## EXERCISE GOAL:
Check each line of the material below, and copy it if it holds the string "Step".

## RECORDS FOR THE EXERCISE:
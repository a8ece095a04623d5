//! The workflow executor.
//!
//! Drives a [`RunState`] through the transition table: one phase at a time,
//! bounded attempts per phase, exponential backoff between retries, and a
//! wall-clock budget for the whole run. Every attempt leaves exactly one
//! phase-history entry and every failure leaves an error entry, so a
//! finished state is a complete audit trail of the run.

use std::collections::HashMap;
use std::time::Duration;

use async_trait::async_trait;
use battlecard_shared::{ErrorEntry, ErrorKind, Phase, PhaseRecord, PhaseResolution, RunState, RunStatus};
use rand::Rng;
use tokio::time::Instant;
use tracing::{debug, info, instrument, warn};

use crate::outcome::{PhaseNode, PhaseOutcome};
use crate::transitions::{route, Step, ENTRY_PHASE};

// ---------------------------------------------------------------------------
// Configuration
// ---------------------------------------------------------------------------

/// Engine-level timing knobs.
#[derive(Debug, Clone)]
pub struct EngineConfig {
    /// Wall-clock budget for the whole run. Checked at the top of every
    /// attempt; an in-flight attempt is allowed to drain.
    pub run_timeout: Duration,
    /// Backoff before the second attempt; doubles per subsequent attempt.
    pub backoff_base: Duration,
    /// Ceiling on any single backoff sleep, before jitter.
    pub backoff_cap: Duration,
}

impl Default for EngineConfig {
    fn default() -> Self {
        Self {
            run_timeout: Duration::from_secs(300),
            backoff_base: Duration::from_millis(250),
            backoff_cap: Duration::from_secs(5),
        }
    }
}

// ---------------------------------------------------------------------------
// Callbacks
// ---------------------------------------------------------------------------

/// Observer for run progress. The CLI renders a spinner from these; batch
/// runs pass [`SilentProgress`].
pub trait ProgressReporter: Send + Sync {
    fn phase(&self, _phase: Phase, _attempt: u32) {}
    fn finished(&self, _status: RunStatus) {}
}

/// A reporter that does nothing.
pub struct SilentProgress;

impl ProgressReporter for SilentProgress {}

/// Durable sink invoked after every committed patch. Checkpoint failures
/// are logged and do not fail the run.
#[async_trait]
pub trait CheckpointSink: Send + Sync {
    async fn checkpoint(&self, state: &RunState, committed: Phase) -> battlecard_shared::Result<()>;
}

// ---------------------------------------------------------------------------
// Engine
// ---------------------------------------------------------------------------

/// Outcome of a full run: terminal status plus the final state and timing.
#[derive(Debug)]
pub struct RunReport {
    pub status: RunStatus,
    pub state: RunState,
    pub elapsed: Duration,
}

/// The phase scheduler. Holds one node per phase and the timing config;
/// all routing decisions come from [`route`].
pub struct WorkflowEngine {
    nodes: HashMap<Phase, Box<dyn PhaseNode>>,
    config: EngineConfig,
}

impl WorkflowEngine {
    pub fn new(config: EngineConfig) -> Self {
        Self {
            nodes: HashMap::new(),
            config,
        }
    }

    /// Register the node that executes a phase. Last registration wins.
    pub fn register(&mut self, phase: Phase, node: Box<dyn PhaseNode>) -> &mut Self {
        self.nodes.insert(phase, node);
        self
    }

    /// Run the pipeline to a terminal state.
    #[instrument(skip_all, fields(company = %state.company_name))]
    pub async fn execute(
        &self,
        mut state: RunState,
        progress: &dyn ProgressReporter,
        checkpoint: Option<&dyn CheckpointSink>,
    ) -> RunReport {
        let started = Instant::now();
        let deadline = started + self.config.run_timeout;
        let mut current = ENTRY_PHASE;

        let status = 'run: loop {
            let edges = route(current);
            let Some(node) = self.nodes.get(&current) else {
                state.errors.push(ErrorEntry {
                    phase: current,
                    attempt: 0,
                    kind: ErrorKind::UnrecoverableInput,
                    message: format!("no node registered for phase {current}"),
                });
                break RunStatus::Failed;
            };

            let mut next = None;
            for attempt in 1..=edges.max_attempts {
                let now = Instant::now();
                if now >= deadline {
                    warn!(phase = %current, attempt, "run budget exhausted");
                    state.errors.push(ErrorEntry {
                        phase: current,
                        attempt,
                        kind: ErrorKind::Timeout,
                        message: "run budget exhausted before attempt".into(),
                    });
                    break 'run RunStatus::Failed;
                }
                progress.phase(current, attempt);
                debug!(phase = %current, attempt, "starting attempt");

                // The attempt itself may not outlive the run budget. Sub-calls
                // already in flight inside the node drain on their own clock.
                let outcome = match tokio::time::timeout_at(deadline, node.run(&state)).await {
                    Ok(outcome) => outcome,
                    Err(_) => PhaseOutcome::Retry {
                        kind: ErrorKind::Timeout,
                        message: format!("phase {current} overran the run budget"),
                    },
                };

                match outcome {
                    PhaseOutcome::Success(patch) => {
                        if patch.owner() != current {
                            // Rejected attempt still counts: one history
                            // entry per attempt, no exceptions.
                            state.phase_history.push(PhaseRecord {
                                phase: current,
                                attempt,
                                outcome: PhaseResolution::Abort,
                            });
                            state.errors.push(ErrorEntry {
                                phase: current,
                                attempt,
                                kind: ErrorKind::UnrecoverableInput,
                                message: format!(
                                    "phase {current} emitted a patch owned by {}",
                                    patch.owner()
                                ),
                            });
                            break 'run RunStatus::Failed;
                        }
                        state.phase_history.push(PhaseRecord {
                            phase: current,
                            attempt,
                            outcome: PhaseResolution::Success,
                        });
                        patch.apply(&mut state);
                        if let Some(sink) = checkpoint {
                            if let Err(err) = sink.checkpoint(&state, current).await {
                                warn!(phase = %current, error = %err, "checkpoint failed");
                            }
                        }
                        info!(phase = %current, attempt, "phase succeeded");
                        next = Some(edges.on_success);
                        break;
                    }
                    PhaseOutcome::Retry { kind, message } => {
                        warn!(phase = %current, attempt, %kind, message, "attempt failed");
                        state.phase_history.push(PhaseRecord {
                            phase: current,
                            attempt,
                            outcome: PhaseResolution::Retry,
                        });
                        state.errors.push(ErrorEntry {
                            phase: current,
                            attempt,
                            kind,
                            message,
                        });
                        if attempt < edges.max_attempts {
                            tokio::time::sleep(backoff_delay(&self.config, attempt)).await;
                        } else {
                            next = Some(edges.on_failure);
                        }
                    }
                    PhaseOutcome::Abort { kind, message } => {
                        warn!(phase = %current, attempt, %kind, message, "phase aborted");
                        state.phase_history.push(PhaseRecord {
                            phase: current,
                            attempt,
                            outcome: PhaseResolution::Abort,
                        });
                        state.errors.push(ErrorEntry {
                            phase: current,
                            attempt,
                            kind,
                            message,
                        });
                        break 'run RunStatus::Failed;
                    }
                }
            }

            match next {
                Some(Step::Phase(phase)) => current = phase,
                Some(Step::Complete) => break RunStatus::Complete,
                Some(Step::Failed) | None => break RunStatus::Failed,
            }
        };

        progress.finished(status);
        info!(status = status.as_str(), "run finished");
        RunReport {
            status,
            state,
            elapsed: started.elapsed(),
        }
    }
}

/// Exponential backoff with ±50% jitter, capped before jitter is applied.
fn backoff_delay(config: &EngineConfig, attempt: u32) -> Duration {
    let exponent = attempt.saturating_sub(1).min(16);
    let raw = config.backoff_base.saturating_mul(1u32 << exponent);
    let capped = raw.min(config.backoff_cap);
    let jitter = rand::thread_rng().gen_range(0.5..=1.5);
    capped.mul_f64(jitter)
}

## TASK SOLUTION:
use crate::transitions::{route, Step, ENTRY_PHASE};
                Some(Step::Phase(phase)) => current = phase,
                Some(Step::Complete) => break RunStatus::Complete,
                Some(Step::Failed) | None => break RunStatus::Failed,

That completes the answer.